O Ministério da Educação do Brasil estabeleceu uma nova parceria com a China, que inclui a oferta de 30 bolsas de estudo anuais para estudantes brasileiros e o desenvolvimento de tecnologias pedagógicas.
A colaboração foi formalizada durante a 4ª Conferência Mundial de Educação Digital, realizada em Hangzhou, de 11 a 13 de maio de 2026. O foco principal é a modernização dos sistemas educacionais em ambos os países, com ênfase na transformação digital e na inteligência artificial.
Representando o Brasil no evento, o secretário de Gestão da Informação do MEC, Evânio Araújo, destacou as ações práticas que surgem a partir dos memorandos de entendimento. Entre elas, a criação de um diálogo ministerial para reuniões periódicas e o acompanhamento da implementação das iniciativas acordadas.
Além das bolsas de estudo, a parceria prevê o incentivo ao uso de tecnologias pedagógicas, visando a aplicação de inteligência artificial no setor educacional, o que pode trazer avanços significativos para a qualidade do ensino.
A comitiva técnica brasileira também realizou visitas a diversas instituições de ensino superior na China. Um dos destaques foi a inauguração do Laboratório de Aviação Verde na Universidade de Beihang, que foi estruturado em colaboração com a Universidade de São Paulo, abrigando o Centro Brasil Beihang e laboratórios conjuntos de ciência e inovação.
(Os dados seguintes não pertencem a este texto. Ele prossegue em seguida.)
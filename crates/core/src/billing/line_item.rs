//! Line-item pricing.
//!
//! For a line with unit price `p`, quantity `q`, and GST rate `r`:
//!
//! - `gst_amount = round2(p × q × r / 100)`
//! - `line_total = round2(p × q) + gst_amount`
//!
//! Quantity is either given directly or derived as `unit × carton`, with both
//! factors defaulting to 1. Negative inputs and rates above 100 are rejected
//! when the line is built, so every [`LineItem`] prices to non-negative money.

use agrobill_shared::types::{Money, RoundingMode, VariantId};
use rust_decimal::Decimal;
use serde::{Deserialize, Serialize};

use super::error::BillingError;

/// Largest taxable amount (in rupees) a single line may carry.
const MAX_LINE_AMOUNT: i64 = 1_000_000_000_000_000;

/// How many units a line bills for.
#[derive(Debug, Clone, Copy, PartialEq, Eq, Serialize, Deserialize)]
#[serde(rename_all = "snake_case")]
pub enum Quantity {
    /// An explicit count of units.
    Count(i64),
    /// Units per carton times number of cartons.
    Packed {
        /// Units per carton.
        unit: i64,
        /// Number of cartons.
        carton: i64,
    },
}

impl Default for Quantity {
    fn default() -> Self {
        Self::Packed { unit: 1, carton: 1 }
    }
}

impl Quantity {
    /// Builds a quantity from optional unit and carton factors (default 1 each).
    #[must_use]
    pub fn packed(unit: Option<i64>, carton: Option<i64>) -> Self {
        Self::Packed {
            unit: unit.unwrap_or(1),
            carton: carton.unwrap_or(1),
        }
    }

    /// Resolves to a unit count.
    ///
    /// # Errors
    ///
    /// Returns `NegativeQuantity` for negative factors and `QuantityOverflow`
    /// when `unit × carton` does not fit.
    pub fn resolve(self) -> Result<u64, BillingError> {
        match self {
            Self::Count(count) => non_negative(count),
            Self::Packed { unit, carton } => {
                let unit_count = non_negative(unit)?;
                let carton_count = non_negative(carton)?;
                unit_count
                    .checked_mul(carton_count)
                    .ok_or(BillingError::QuantityOverflow { unit, carton })
            }
        }
    }
}

fn non_negative(value: i64) -> Result<u64, BillingError> {
    if value < 0 {
        Err(BillingError::NegativeQuantity(value))
    } else {
        Ok(value.unsigned_abs())
    }
}

/// Wire shape of a line as the shop front sends it.
///
/// `quantity` wins when present; otherwise `unit × carton` is used.
#[derive(Debug, Clone, Default, Serialize, Deserialize)]
#[serde(rename_all = "camelCase")]
pub struct LineItemInput {
    /// Variant being sold or purchased, if tracked in stock.
    #[serde(default)]
    pub variant_id: Option<VariantId>,
    /// Free-text description printed on the bill.
    #[serde(default)]
    pub description: Option<String>,
    /// Price of one unit before tax.
    pub unit_price: Decimal,
    /// Explicit unit count.
    #[serde(default)]
    pub quantity: Option<i64>,
    /// Units per carton.
    #[serde(default)]
    pub unit: Option<i64>,
    /// Number of cartons.
    #[serde(default)]
    pub carton: Option<i64>,
    /// GST rate as a percentage.
    #[serde(default)]
    pub gst_rate: Decimal,
}

impl LineItemInput {
    /// Returns the quantity this input describes.
    #[must_use]
    pub fn quantity(&self) -> Quantity {
        match self.quantity {
            Some(count) => Quantity::Count(count),
            None => Quantity::packed(self.unit, self.carton),
        }
    }
}

/// A validated bill line.
#[derive(Debug, Clone, PartialEq, Eq, Serialize, Deserialize)]
#[serde(rename_all = "camelCase", try_from = "LineItemInput")]
pub struct LineItem {
    #[serde(skip_serializing_if = "Option::is_none")]
    variant_id: Option<VariantId>,
    #[serde(skip_serializing_if = "Option::is_none")]
    description: Option<String>,
    unit_price: Decimal,
    quantity: u64,
    gst_rate: Decimal,
}

impl LineItem {
    /// Builds a validated line.
    ///
    /// # Errors
    ///
    /// Returns an `InvalidInput`-family error for negative price or quantity,
    /// a GST rate outside `[0, 100]`, or an absurdly large line amount.
    pub fn new(
        unit_price: Decimal,
        quantity: Quantity,
        gst_rate: Decimal,
    ) -> Result<Self, BillingError> {
        if unit_price < Decimal::ZERO {
            return Err(BillingError::NegativeUnitPrice(unit_price));
        }
        if gst_rate < Decimal::ZERO || gst_rate > Decimal::ONE_HUNDRED {
            return Err(BillingError::GstRateOutOfRange(gst_rate));
        }
        let quantity = quantity.resolve()?;

        let taxable = unit_price
            .checked_mul(Decimal::from(quantity))
            .filter(|amount| *amount <= Decimal::from(MAX_LINE_AMOUNT))
            .ok_or(BillingError::AmountTooLarge(unit_price))?;
        tracing::trace!(%taxable, quantity, %gst_rate, "line item validated");

        Ok(Self {
            variant_id: None,
            description: None,
            unit_price,
            quantity,
            gst_rate,
        })
    }

    /// Attaches the stock variant this line moves.
    #[must_use]
    pub fn with_variant(mut self, variant_id: VariantId) -> Self {
        self.variant_id = Some(variant_id);
        self
    }

    /// Attaches a description.
    #[must_use]
    pub fn with_description(mut self, description: impl Into<String>) -> Self {
        self.description = Some(description.into());
        self
    }

    /// Variant this line moves, if any.
    #[must_use]
    pub const fn variant_id(&self) -> Option<VariantId> {
        self.variant_id
    }

    /// Description printed on the bill.
    #[must_use]
    pub fn description(&self) -> Option<&str> {
        self.description.as_deref()
    }

    /// Price of one unit before tax.
    #[must_use]
    pub const fn unit_price(&self) -> Decimal {
        self.unit_price
    }

    /// Resolved unit count.
    #[must_use]
    pub const fn quantity(&self) -> u64 {
        self.quantity
    }

    /// GST rate as a percentage.
    #[must_use]
    pub const fn gst_rate(&self) -> Decimal {
        self.gst_rate
    }

    /// Returns a copy billing a different quantity.
    ///
    /// # Errors
    ///
    /// Same as [`LineItem::new`].
    pub fn with_quantity(&self, quantity: Quantity) -> Result<Self, BillingError> {
        let mut line = Self::new(self.unit_price, quantity, self.gst_rate)?;
        line.variant_id = self.variant_id;
        line.description.clone_from(&self.description);
        Ok(line)
    }

    /// Unrounded `unit_price × quantity`.
    #[must_use]
    pub fn taxable_amount(&self) -> Decimal {
        self.unit_price * Decimal::from(self.quantity)
    }

    /// Prices the line.
    #[must_use]
    pub fn breakdown(&self, mode: RoundingMode) -> LineBreakdown {
        let taxable = self.taxable_amount();
        let gst = taxable * self.gst_rate / Decimal::ONE_HUNDRED;

        let taxable_amount = to_money(taxable, mode);
        let gst_amount = to_money(gst, mode);

        LineBreakdown {
            quantity: self.quantity,
            taxable_amount,
            gst_amount,
            line_total: taxable_amount + gst_amount,
        }
    }
}

impl TryFrom<LineItemInput> for LineItem {
    type Error = BillingError;

    fn try_from(input: LineItemInput) -> Result<Self, Self::Error> {
        let mut line = Self::new(input.unit_price, input.quantity(), input.gst_rate)?;
        line.variant_id = input.variant_id;
        line.description = input.description;
        Ok(line)
    }
}

/// Computed amounts for one line.
#[derive(Debug, Clone, Copy, PartialEq, Eq, Serialize, Deserialize)]
#[serde(rename_all = "camelCase")]
pub struct LineBreakdown {
    /// Resolved unit count.
    pub quantity: u64,
    /// `round2(unit_price × quantity)`.
    pub taxable_amount: Money,
    /// `round2(unit_price × quantity × gst_rate / 100)`.
    pub gst_amount: Money,
    /// `taxable_amount + gst_amount`.
    pub line_total: Money,
}

/// Prices a single line with the default (half-up) rounding.
///
/// # Errors
///
/// Returns an `InvalidInput`-family [`BillingError`] for negative inputs or a
/// GST rate outside `[0, 100]`.
pub fn compute_line_item(
    unit_price: Decimal,
    quantity: Quantity,
    gst_rate: Decimal,
) -> Result<LineBreakdown, BillingError> {
    compute_line_item_with(unit_price, quantity, gst_rate, RoundingMode::default())
}

/// Prices a single line with an explicit rounding policy.
///
/// # Errors
///
/// See [`compute_line_item`].
pub fn compute_line_item_with(
    unit_price: Decimal,
    quantity: Quantity,
    gst_rate: Decimal,
    mode: RoundingMode,
) -> Result<LineBreakdown, BillingError> {
    Ok(LineItem::new(unit_price, quantity, gst_rate)?.breakdown(mode))
}

// Inputs are validated non-negative, so the fallback is unreachable.
pub(crate) fn to_money(value: Decimal, mode: RoundingMode) -> Money {
    Money::with_rounding(value, mode).unwrap_or_default()
}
Outro ponto importante da visita foi a passagem pela Universidade A&F Zhejiang, que se especializa em agricultura e ciências florestais, e que já possui parcerias com 19 universidades brasileiras, evidenciando o fortalecimento das relações acadêmicas entre os países.
O secretário Araújo enfatizou a relevância das discussões sobre inteligência artificial, ressaltando a necessidade de utilizar essa tecnologia para estimular a criatividade e a interdisciplinaridade no ensino. Ele também defendeu a criação de mecanismos de governança que assegurem a segurança e a privacidade dos dados dentro dos sistemas educacionais.
“Diversas autoridades e especialistas expressaram preocupações sobre o uso da inteligência artificial, enfatizando a importância de promover a criatividade e o pensamento analítico, além da necessidade de governança para abordar questões cruciais como segurança e privacidade”, afirmou Araújo.